Herath versus the mighty Australians?

Sri Lanka's lead spinner must feel like a bus driver in charge of a spluttering vehicle as the hosts strive to challenge a strong Australian side

The series has not even begun, and, oh dear, Darren Lehmann has called Muttiah Muralitharan a f******** c****. This was in no sense a slur - the likes of which a now-contrite Lehmann used once to refer to Sri Lanka cricketers. Yet his appraisal of Murali as a "fantastic coach" has been received in the vein of a dirty phrase by some. With the island's greatest cricketing weapon now trained on its own team, consternation has been widespread enough for several Sri Lankan MPs to give voice to their umbrage in parliament. Perhaps we should listen to the politicians for a change, because on the subject of switching sides for the right price, these are people who know a thing or two.
Murali can't take all the credit for Steve O'Keefe's ten-wicket haul in Australia's tour match, but thanks at least in part to his work, Sri Lanka now have a second spinner to fear, in addition to Nathan Lyon, one of the best pace attacks in the world, an opposition captain averaging 60 with the bat, a middle-order batsman averaging 96, and an opener for whom boundaries flow from the bat almost as prodigiously as abuse from the lips.

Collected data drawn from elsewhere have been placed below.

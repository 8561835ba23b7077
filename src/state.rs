//! Shared application state for all routes.

use crate::service::BookmarkService;
use std::sync::Arc;

#[derive(Clone)]
pub struct AppState {
    pub service: Arc<BookmarkService>,
}

impl AppState {
    pub fn new(service: BookmarkService) -> Self {
        AppState {
            service: Arc::new(service),
        }
    }
}
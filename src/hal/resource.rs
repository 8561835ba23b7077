//! Response-time representations: bookmark resources, the per-user collection and the root document.

use super::{Link, LinkBuilder, Links, REL_BOOKMARKS, REL_BOOKMARK_URI, REL_SELF};
use crate::model::{Account, Bookmark};
use serde::Serialize;
use utoipa::ToSchema;

/// A bookmark with its `bookmark-uri`, `bookmarks` and `self` links.
#[derive(Clone, Debug, PartialEq, Eq, Serialize, ToSchema)]
pub struct BookmarkResource {
    #[serde(flatten)]
    pub bookmark: Bookmark,
    #[serde(rename = "_links")]
    #[schema(value_type = Object)]
    pub links: Links,
}

impl BookmarkResource {
    pub fn self_href(&self) -> Option<&str> {
        self.links.get(REL_SELF).map(|l| l.href.as_str())
    }
}

/// Wrap `bookmark` in its links, addressed under `user_id`.
pub fn to_resource(links: &LinkBuilder, bookmark: Bookmark, user_id: &str) -> BookmarkResource {
    let rels = [
        Link::new(REL_BOOKMARK_URI, bookmark.uri.clone()),
        Link::new(REL_BOOKMARKS, links.collection(user_id)),
        Link::new(REL_SELF, links.bookmark(user_id, bookmark.id)),
    ];
    BookmarkResource {
        bookmark,
        links: rels.into_iter().collect(),
    }
}

#[derive(Clone, Debug, PartialEq, Eq, Serialize, ToSchema)]
pub struct Embedded {
    pub bookmarks: Vec<BookmarkResource>,
}

/// `GET /bookmarks/{user_id}` body. `_embedded` is omitted when the user has no bookmarks.
#[derive(Clone, Debug, PartialEq, Eq, Serialize, ToSchema)]
pub struct BookmarkCollection {
    #[serde(rename = "_embedded", skip_serializing_if = "Option::is_none")]
    pub embedded: Option<Embedded>,
    #[serde(rename = "_links")]
    #[schema(value_type = Object)]
    pub links: Links,
}

impl BookmarkCollection {
    pub fn new(links: &LinkBuilder, user_id: &str, bookmarks: Vec<BookmarkResource>) -> Self {
        let embedded = (!bookmarks.is_empty()).then_some(Embedded { bookmarks });
        BookmarkCollection {
            embedded,
            links: std::iter::once(Link::new(REL_SELF, links.collection(user_id))).collect(),
        }
    }

    pub fn bookmarks(&self) -> &[BookmarkResource] {
        self.embedded.as_ref().map(|e| e.bookmarks.as_slice()).unwrap_or(&[])
    }
}

/// `GET /bookmarks` body: one link per account, rel = username.
#[derive(Clone, Debug, Default, PartialEq, Eq, Serialize, ToSchema)]
pub struct RootDocument {
    #[serde(rename = "_links")]
    #[schema(value_type = Object)]
    pub links: Links,
}

impl RootDocument {
    pub fn new(links: &LinkBuilder, accounts: &[Account]) -> Self {
        RootDocument {
            links: accounts
                .iter()
                .map(|a| Link::new(a.username.clone(), links.collection(&a.username)))
                .collect(),
        }
    }
}
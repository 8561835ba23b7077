//! Typed errors and HTTP mapping.

use axum::{
    http::{header, HeaderValue, StatusCode},
    response::{IntoResponse, Response},
    Json,
};
use serde::Serialize;
use thiserror::Error;

/// Content type of the error envelope.
pub const VND_ERROR_JSON: &str = "application/vnd.error+json";

#[derive(Error, Debug)]
pub enum ConfigError {
    #[error("invalid value for {key}: {reason}")]
    Invalid { key: &'static str, reason: String },
    #[error("invalid schema name '{0}' (expected a plain identifier)")]
    SchemaName(String),
}

#[derive(Error, Debug)]
pub enum AppError {
    #[error("could not find user '{0}'.")]
    UserNotFound(String),
    #[error("could not find bookmark '{0}'.")]
    BookmarkNotFound(String),
    /// Building a hypermedia representation failed for a bookmark that exists.
    #[error("resource assembly failed: {0}")]
    Assembly(String),
    #[error("database: {0}")]
    Db(#[from] sqlx::Error),
    #[error("store: {0}")]
    Store(String),
    #[error("{0}")]
    BadRequest(String),
    #[error(transparent)]
    Config(#[from] ConfigError),
}

impl AppError {
    pub fn status(&self) -> StatusCode {
        match self {
            AppError::UserNotFound(_) | AppError::BookmarkNotFound(_) => StatusCode::NOT_FOUND,
            AppError::BadRequest(_) => StatusCode::BAD_REQUEST,
            AppError::Assembly(_) | AppError::Db(_) | AppError::Store(_) | AppError::Config(_) => {
                StatusCode::INTERNAL_SERVER_ERROR
            }
        }
    }
}

/// vnd.error envelope: one entry per raised error.
#[derive(Serialize, Debug, utoipa::ToSchema)]
pub struct ErrorBody {
    pub logref: String,
    pub message: String,
}

impl ErrorBody {
    pub fn new(message: impl Into<String>) -> Self {
        ErrorBody {
            logref: "error".into(),
            message: message.into(),
        }
    }
}

impl IntoResponse for AppError {
    fn into_response(self) -> Response {
        let status = self.status();
        let message = if status.is_server_error() {
            tracing::error!(error = %self, "request failed");
            "internal server error".to_string()
        } else {
            self.to_string()
        };
        let mut response = (status, Json(ErrorBody::new(message))).into_response();
        response
            .headers_mut()
            .insert(header::CONTENT_TYPE, HeaderValue::from_static(VND_ERROR_JSON));
        response
    }
}

#[cfg(test)]
mod tests {
    use super::*;
    use rstest::rstest;

    #[rstest]
    #[case(AppError::UserNotFound("carol".into()), "could not find user 'carol'.")]
    #[case(AppError::BookmarkNotFound("99".into()), "could not find bookmark '99'.")]
    fn not_found_messages_name_the_missing_id(#[case] err: AppError, #[case] expected: &str) {
        assert_eq!(err.to_string(), expected);
        assert_eq!(err.status(), StatusCode::NOT_FOUND);
    }

    #[test]
    fn internal_errors_map_to_500() {
        assert_eq!(
            AppError::Assembly("bad href".into()).status(),
            StatusCode::INTERNAL_SERVER_ERROR
        );
        assert_eq!(
            AppError::Store("poisoned".into()).status(),
            StatusCode::INTERNAL_SERVER_ERROR
        );
    }

    #[test]
    fn envelope_carries_vnd_error_content_type() {
        let response = AppError::UserNotFound("carol".into()).into_response();
        assert_eq!(response.status(), StatusCode::NOT_FOUND);
        assert_eq!(
            response.headers().get(header::CONTENT_TYPE).unwrap(),
            VND_ERROR_JSON
        );
    }
}
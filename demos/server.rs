//! Bookmark server: reads config from env, prepares the store, seeds accounts, mounts common and bookmark routes.
//!
//! Without `DATABASE_URL` the server runs on the in-memory store.

use bookmarks_hal::{
    apply_migrations, bookmark_routes, common_routes_with_ready, ensure_database_exists, seed, AccountStore, AppState,
    BookmarkService, BookmarkStore, LinkBuilder, MemoryStore, PgAccountStore, PgBookmarkStore, ServerConfig,
};
use axum::Router;
use std::sync::Arc;
use tokio::net::TcpListener;
use tracing_subscriber::EnvFilter;

#[tokio::main]
async fn main() -> Result<(), Box<dyn std::error::Error>> {
    dotenvy::dotenv().ok();
    tracing_subscriber::fmt()
        .with_env_filter(
            EnvFilter::try_from_default_env().unwrap_or_else(|_| EnvFilter::new("bookmarks_hal=info,tower_http=info")),
        )
        .init();

    let cfg = ServerConfig::from_env()?;

    let (accounts, bookmarks): (Arc<dyn AccountStore>, Arc<dyn BookmarkStore>) = match &cfg.database_url {
        Some(database_url) => {
            ensure_database_exists(database_url).await?;
            let pool = sqlx::postgres::PgPoolOptions::new()
                .max_connections(cfg.max_connections)
                .connect(database_url)
                .await?;
            apply_migrations(&pool, &cfg.schema).await?;
            let accounts: Arc<dyn AccountStore> = Arc::new(PgAccountStore::new(pool.clone(), &cfg.schema));
            let bookmarks: Arc<dyn BookmarkStore> = Arc::new(PgBookmarkStore::new(pool, &cfg.schema));
            (accounts, bookmarks)
        }
        None => {
            tracing::warn!("DATABASE_URL not set, using in-memory store");
            let store = Arc::new(MemoryStore::new());
            let accounts: Arc<dyn AccountStore> = store.clone();
            let bookmarks: Arc<dyn BookmarkStore> = store;
            (accounts, bookmarks)
        }
    };

    seed(accounts.as_ref(), bookmarks.as_ref(), &cfg.seed_users).await?;

    let service = BookmarkService::new(accounts, bookmarks, LinkBuilder::new(cfg.public_base_url.clone()))
        .with_strict_ownership(cfg.strict_ownership);
    let state = AppState::new(service);

    let app = Router::new()
        .merge(common_routes_with_ready(state.clone()))
        .merge(bookmark_routes(state));

    let listener = TcpListener::bind(&cfg.bind_addr).await?;
    tracing::info!("listening on {}", listener.local_addr()?);
    axum::serve(listener, app)
        .with_graceful_shutdown(async {
            let _ = tokio::signal::ctrl_c().await;
            tracing::info!("ctrl+c received, shutting down");
        })
        .await?;
    Ok(())
}
//! Create the account and bookmark tables, and load the startup seed data.

use crate::error::AppError;
use crate::model::NewBookmark;
use crate::store::{quote_ident, AccountStore, BookmarkStore};
use sqlx::PgPool;

/// Usernames seeded when `SEED_USERS` is not set.
pub const DEFAULT_SEED_USERS: &[&str] = &[
    "jhoeller", "dsyer", "pwebb", "ogierke", "rwinch", "mfisher", "mpollack", "jlong",
];

const SEED_PASSWORD: &str = "password";
const SEED_DESCRIPTION: &str = "A description";

/// Idempotent DDL: schema, `account`, `bookmark` (FK to account) and the owner index.
pub async fn apply_migrations(pool: &PgPool, schema: &str) -> Result<(), AppError> {
    let schema_q = quote_ident(schema);
    let statements = [
        format!("CREATE SCHEMA IF NOT EXISTS {}", schema_q),
        format!(
            r#"
            CREATE TABLE IF NOT EXISTS {}."account" (
                id BIGSERIAL PRIMARY KEY,
                username TEXT NOT NULL UNIQUE,
                password TEXT NOT NULL
            )
            "#,
            schema_q
        ),
        format!(
            r#"
            CREATE TABLE IF NOT EXISTS {0}."bookmark" (
                id BIGSERIAL PRIMARY KEY,
                account_id BIGINT NOT NULL REFERENCES {0}."account" (id),
                uri TEXT NOT NULL,
                description TEXT NOT NULL
            )
            "#,
            schema_q
        ),
        format!(
            r#"CREATE INDEX IF NOT EXISTS "bookmark_account_id_idx" ON {}."bookmark" (account_id)"#,
            schema_q
        ),
    ];
    for sql in &statements {
        tracing::debug!(sql = %sql, "migration");
        sqlx::query(sql).execute(pool).await?;
    }
    tracing::info!(schema = %schema, "schema ready");
    Ok(())
}

/// Create each missing account with two sample bookmarks. Existing usernames are left untouched.
/// Returns the number of accounts created.
pub async fn seed(
    accounts: &dyn AccountStore,
    bookmarks: &dyn BookmarkStore,
    usernames: &[String],
) -> Result<usize, AppError> {
    let mut created = 0;
    for username in usernames {
        if accounts.find_by_username(username).await?.is_some() {
            tracing::debug!(username = %username, "seed account exists, skipping");
            continue;
        }
        let account = accounts.create(username, SEED_PASSWORD).await?;
        for n in 1..=2 {
            let input = NewBookmark {
                uri: format!("http://bookmark.com/{}/{}", n, username),
                description: SEED_DESCRIPTION.to_string(),
            };
            bookmarks.save(&account, input).await?;
        }
        created += 1;
    }
    if created > 0 {
        tracing::info!(accounts = created, "seeded accounts");
    }
    Ok(created)
}

#[cfg(test)]
mod tests {
    use super::*;
    use crate::store::MemoryStore;

    #[tokio::test]
    async fn seeds_two_bookmarks_per_new_account() {
        let store = MemoryStore::new();
        let users = vec!["jlong".to_string(), "dsyer".to_string()];
        assert_eq!(seed(&store, &store, &users).await.unwrap(), 2);

        let jlong = store.find_by_account_username("jlong").await.unwrap();
        let uris: Vec<&str> = jlong.iter().map(|b| b.uri.as_str()).collect();
        assert_eq!(uris, vec!["http://bookmark.com/1/jlong", "http://bookmark.com/2/jlong"]);
        assert!(jlong.iter().all(|b| b.description == "A description"));
    }

    #[tokio::test]
    async fn reseeding_is_a_no_op() {
        let store = MemoryStore::new();
        let users = vec!["jlong".to_string()];
        seed(&store, &store, &users).await.unwrap();
        assert_eq!(seed(&store, &store, &users).await.unwrap(), 0);
        assert_eq!(store.find_all().await.unwrap().len(), 1);
        assert_eq!(store.find_by_account_username("jlong").await.unwrap().len(), 2);
    }
}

Sri Lanka, meanwhile, are still mired in their ever-lengthening transition, and worse, their frontline attack is mostly in triage. This will be the third consecutive Test series without Dhammika Prasad's hit-the-deck intensity, thanks to a shoulder complaint. They will also have to do without Dushmantha Chameera's bouncers and bony limbs. Shaminda Eranga has been suspended for an illegal action. And legspinner Jeffrey Vandersay, who it was hoped might make a Test debut in this series, remains unavailable through a finger injury.

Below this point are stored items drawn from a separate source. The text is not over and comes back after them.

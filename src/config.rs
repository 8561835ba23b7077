//! Server configuration from environment variables (after `dotenvy`).

use crate::error::ConfigError;
use crate::migration::DEFAULT_SEED_USERS;
use std::collections::HashMap;

const DEFAULT_BIND_ADDR: &str = "0.0.0.0:8080";
const DEFAULT_SCHEMA: &str = "public";
const DEFAULT_MAX_CONNECTIONS: u32 = 5;

#[derive(Clone, Debug, PartialEq, Eq)]
pub struct ServerConfig {
    /// `DATABASE_URL`. When unset the server runs on the in-memory store.
    pub database_url: Option<String>,
    /// `BIND_ADDR`
    pub bind_addr: String,
    /// `PUBLIC_BASE_URL`: origin prefixed to every link href. Empty means root-relative links.
    pub public_base_url: String,
    /// `BOOKMARKS_SCHEMA`
    pub schema: String,
    /// `SEED_USERS`: comma-separated. Empty disables seeding.
    pub seed_users: Vec<String>,
    /// `STRICT_OWNERSHIP`
    pub strict_ownership: bool,
    /// `DB_MAX_CONNECTIONS`
    pub max_connections: u32,
}

impl ServerConfig {
    pub fn from_env() -> Result<Self, ConfigError> {
        Self::from_vars(std::env::vars().collect())
    }

    pub fn from_vars(vars: HashMap<String, String>) -> Result<Self, ConfigError> {
        let get = |key: &str| vars.get(key).map(|v| v.trim()).filter(|v| !v.is_empty());

        let schema = get("BOOKMARKS_SCHEMA").unwrap_or(DEFAULT_SCHEMA).to_string();
        if !is_identifier(&schema) {
            return Err(ConfigError::SchemaName(schema));
        }

        let seed_users = match vars.get("SEED_USERS") {
            Some(list) => list
                .split(',')
                .map(|s| s.trim().to_string())
                .filter(|s| !s.is_empty())
                .collect(),
            None => DEFAULT_SEED_USERS.iter().map(|s| s.to_string()).collect(),
        };

        let strict_ownership = match get("STRICT_OWNERSHIP") {
            None => false,
            Some(v) if v.eq_ignore_ascii_case("true") => true,
            Some(v) if v.eq_ignore_ascii_case("false") => false,
            Some(v) => {
                return Err(ConfigError::Invalid {
                    key: "STRICT_OWNERSHIP",
                    reason: format!("expected true or false, got '{}'", v),
                })
            }
        };

        let max_connections = match get("DB_MAX_CONNECTIONS") {
            None => DEFAULT_MAX_CONNECTIONS,
            Some(v) => v.parse::<u32>().ok().filter(|n| *n > 0).ok_or_else(|| ConfigError::Invalid {
                key: "DB_MAX_CONNECTIONS",
                reason: format!("expected a positive integer, got '{}'", v),
            })?,
        };

        Ok(ServerConfig {
            database_url: get("DATABASE_URL").map(str::to_string),
            bind_addr: get("BIND_ADDR").unwrap_or(DEFAULT_BIND_ADDR).to_string(),
            public_base_url: get("PUBLIC_BASE_URL").unwrap_or("").to_string(),
            schema,
            seed_users,
            strict_ownership,
            max_connections,
        })
    }
}

/// Plain SQL identifier: letter or underscore, then letters, digits, underscores.
fn is_identifier(s: &str) -> bool {
    let mut chars = s.chars();
    matches!(chars.next(), Some(c) if c.is_ascii_alphabetic() || c == '_')
        && chars.all(|c| c.is_ascii_alphanumeric() || c == '_')
}
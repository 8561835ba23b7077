//! BookmarkService: user validation, store orchestration and resource assembly.

mod bookmarks;
pub use bookmarks::BookmarkService;
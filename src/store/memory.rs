//! In-process store implementing both capabilities. Ids are assigned from 1 in insertion order.

use super::{AccountStore, BookmarkStore};
use crate::error::AppError;
use crate::model::{Account, Bookmark, NewBookmark};
use async_trait::async_trait;
use tokio::sync::RwLock;

#[derive(Default)]
struct Tables {
    accounts: Vec<Account>,
    bookmarks: Vec<Bookmark>,
}

/// Account and bookmark tables held in memory. Credentials are not kept.
#[derive(Default)]
pub struct MemoryStore {
    tables: RwLock<Tables>,
}

impl MemoryStore {
    pub fn new() -> Self {
        Self::default()
    }
}

#[async_trait]
impl AccountStore for MemoryStore {
    async fn find_all(&self) -> Result<Vec<Account>, AppError> {
        Ok(self.tables.read().await.accounts.clone())
    }

    async fn find_by_username(&self, username: &str) -> Result<Option<Account>, AppError> {
        let tables = self.tables.read().await;
        Ok(tables.accounts.iter().find(|a| a.username == username).cloned())
    }

    async fn create(&self, username: &str, _password: &str) -> Result<Account, AppError> {
        let mut tables = self.tables.write().await;
        if tables.accounts.iter().any(|a| a.username == username) {
            return Err(AppError::Store(format!("duplicate username: {}", username)));
        }
        let account = Account {
            id: tables.accounts.len() as i64 + 1,
            username: username.to_string(),
        };
        tables.accounts.push(account.clone());
        Ok(account)
    }
}

#[async_trait]
impl BookmarkStore for MemoryStore {
    async fn find_by_account_username(&self, username: &str) -> Result<Vec<Bookmark>, AppError> {
        let tables = self.tables.read().await;
        let Some(owner) = tables.accounts.iter().find(|a| a.username == username) else {
            return Ok(Vec::new());
        };
        Ok(tables
            .bookmarks
            .iter()
            .filter(|b| b.account_id == owner.id)
            .cloned()
            .collect())
    }

    async fn find_by_id(&self, id: i64) -> Result<Option<Bookmark>, AppError> {
        let tables = self.tables.read().await;
        Ok(tables.bookmarks.iter().find(|b| b.id == id).cloned())
    }

    async fn save(&self, account: &Account, input: NewBookmark) -> Result<Bookmark, AppError> {
        let mut tables = self.tables.write().await;
        if !tables.accounts.iter().any(|a| a.id == account.id) {
            return Err(AppError::Store(format!("unknown account id: {}", account.id)));
        }
        let bookmark = Bookmark {
            id: tables.bookmarks.len() as i64 + 1,
            account_id: account.id,
            uri: input.uri,
            description: input.description,
        };
        tables.bookmarks.push(bookmark.clone());
        Ok(bookmark)
    }
}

Yet, though the team vehicle appears to be spluttering on the bumpy road to stability and competitiveness, there does appear to be mild optimism for Sri Lanka. Fittingly, it is the cricketer most shaped like a bus driver on whom much of this rests. Rangana Herath had green, unresponsive pitches to work with in England, but now, having shed the multiple jumpers, made appearances for his bank, attended a wedding or two, and spent some time with his family, he prepares to derail his sport's No. 1 team on more conducive home tracks.

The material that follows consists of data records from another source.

//! HAL links and the URL templates used to build them.

mod resource;

pub use resource::{to_resource, BookmarkCollection, BookmarkResource, RootDocument};

use serde::ser::{Serialize, SerializeMap, Serializer};

/// Media type of successful responses.
pub const HAL_JSON: &str = "application/hal+json";

pub const REL_SELF: &str = "self";
pub const REL_BOOKMARKS: &str = "bookmarks";
pub const REL_BOOKMARK_URI: &str = "bookmark-uri";

#[derive(Clone, Debug, PartialEq, Eq)]
pub struct Link {
    pub rel: String,
    pub href: String,
}

impl Link {
    pub fn new(rel: impl Into<String>, href: impl Into<String>) -> Self {
        Link {
            rel: rel.into(),
            href: href.into(),
        }
    }
}

/// Ordered link set. Serializes as a HAL `_links` object: `{"<rel>": {"href": "..."}}`.
#[derive(Clone, Debug, Default, PartialEq, Eq)]
pub struct Links(Vec<Link>);

impl Links {
    pub fn get(&self, rel: &str) -> Option<&Link> {
        self.0.iter().find(|l| l.rel == rel)
    }

    pub fn iter(&self) -> impl Iterator<Item = &Link> {
        self.0.iter()
    }
}

impl FromIterator<Link> for Links {
    fn from_iter<I: IntoIterator<Item = Link>>(iter: I) -> Self {
        Links(iter.into_iter().collect())
    }
}

#[derive(serde::Serialize)]
struct Href<'a> {
    href: &'a str,
}

impl Serialize for Links {
    fn serialize<S: Serializer>(&self, serializer: S) -> Result<S::Ok, S::Error> {
        let mut map = serializer.serialize_map(Some(self.0.len()))?;
        for link in &self.0 {
            map.serialize_entry(&link.rel, &Href { href: &link.href })?;
        }
        map.end()
    }
}

/// URL templates for the bookmark endpoints. Segments are percent-encoded; `base` is an optional
/// public origin (`http://host:port`) prefixed to every href.
#[derive(Clone, Debug, Default)]
pub struct LinkBuilder {
    base: String,
}

impl LinkBuilder {
    pub fn new(base: impl Into<String>) -> Self {
        let base: String = base.into();
        LinkBuilder {
            base: base.trim_end_matches('/').to_string(),
        }
    }

    /// `GET /bookmarks`
    pub fn root(&self) -> String {
        format!("{}/bookmarks", self.base)
    }

    /// `GET /bookmarks/{user_id}`
    pub fn collection(&self, user_id: &str) -> String {
        format!("{}/bookmarks/{}", self.base, encode_segment(user_id))
    }

    /// `GET /bookmarks/{user_id}/{bookmark_id}`
    pub fn bookmark(&self, user_id: &str, bookmark_id: i64) -> String {
        format!("{}/{}", self.collection(user_id), bookmark_id)
    }
}

/// Percent-encode one path segment. Dot-only segments are encoded too so clients
/// cannot collapse them as `.`/`..` during path normalization.
fn encode_segment(segment: &str) -> String {
    if !segment.is_empty() && segment.chars().all(|c| c == '.') {
        return segment.replace('.', "%2E");
    }
    urlencoding::encode(segment).into_owned()
}

#[cfg(test)]
mod tests {
    use super::*;
    use rstest::rstest;

    #[rstest]
    #[case("", "/bookmarks/alice", "/bookmarks/alice/1")]
    #[case("http://localhost:8080", "http://localhost:8080/bookmarks/alice", "http://localhost:8080/bookmarks/alice/1")]
    #[case("http://localhost:8080/", "http://localhost:8080/bookmarks/alice", "http://localhost:8080/bookmarks/alice/1")]
    fn builds_hrefs_from_templates(#[case] base: &str, #[case] collection: &str, #[case] item: &str) {
        let links = LinkBuilder::new(base);
        assert_eq!(links.collection("alice"), collection);
        assert_eq!(links.bookmark("alice", 1), item);
    }

    #[test]
    fn encodes_path_segments() {
        let links = LinkBuilder::default();
        assert_eq!(links.collection("a b/c"), "/bookmarks/a%20b%2Fc");
        assert_eq!(links.root(), "/bookmarks");
    }

    #[rstest]
    #[case(".", "/bookmarks/%2E/1")]
    #[case("..", "/bookmarks/%2E%2E/1")]
    #[case("a..b", "/bookmarks/a..b/1")]
    fn dot_segments_cannot_escape_the_collection(#[case] user: &str, #[case] expected: &str) {
        assert_eq!(LinkBuilder::default().bookmark(user, 1), expected);
    }

    #[test]
    fn links_serialize_keyed_by_rel_in_order() {
        let links: Links = vec![
            Link::new(REL_BOOKMARK_URI, "http://x.test"),
            Link::new(REL_SELF, "/bookmarks/alice/1"),
        ]
        .into_iter()
        .collect();
        let json = serde_json::to_string(&links).unwrap();
        assert_eq!(
            json,
            r#"{"bookmark-uri":{"href":"http://x.test"},"self":{"href":"/bookmarks/alice/1"}}"#
        );
        assert_eq!(links.get(REL_SELF).map(|l| l.href.as_str()), Some("/bookmarks/alice/1"));
    }
}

Herath was dismayed that, through a quirk of this tour's scheduling, he cannot conspire with his beloved Galle pitch to deliver Sri Lanka the initial series advantage he so often provides. But all international pitches in the country offer turn, and, for Australia, even the seam-friendly Pallekele deck may turn into a dustbowl. For a sidekick, Herath will have Dilruwan Perera, who with his classical action, modest spin and devious smarts, is virtually Herath's offspinning mirror image, right down to the being deprived of chances into his thirties because a senior spinner is already holding court.
Dry decks and twin spin is the strategy the hosts will likely deploy in this series, in light of Australia's failures in India and the UAE, but unlike for the other South Asian sides, the tactic is fraught with danger for Sri Lanka. Perhaps they can be excused for capitulating last year to Yasir Shah, as he is now the top-ranked bowler on the planet, but in the past 13 months, R Ashwin, Amit Mishra and even Kraigg Brathwaite have had Sri Lankan batsmen writhing on their own soil as well.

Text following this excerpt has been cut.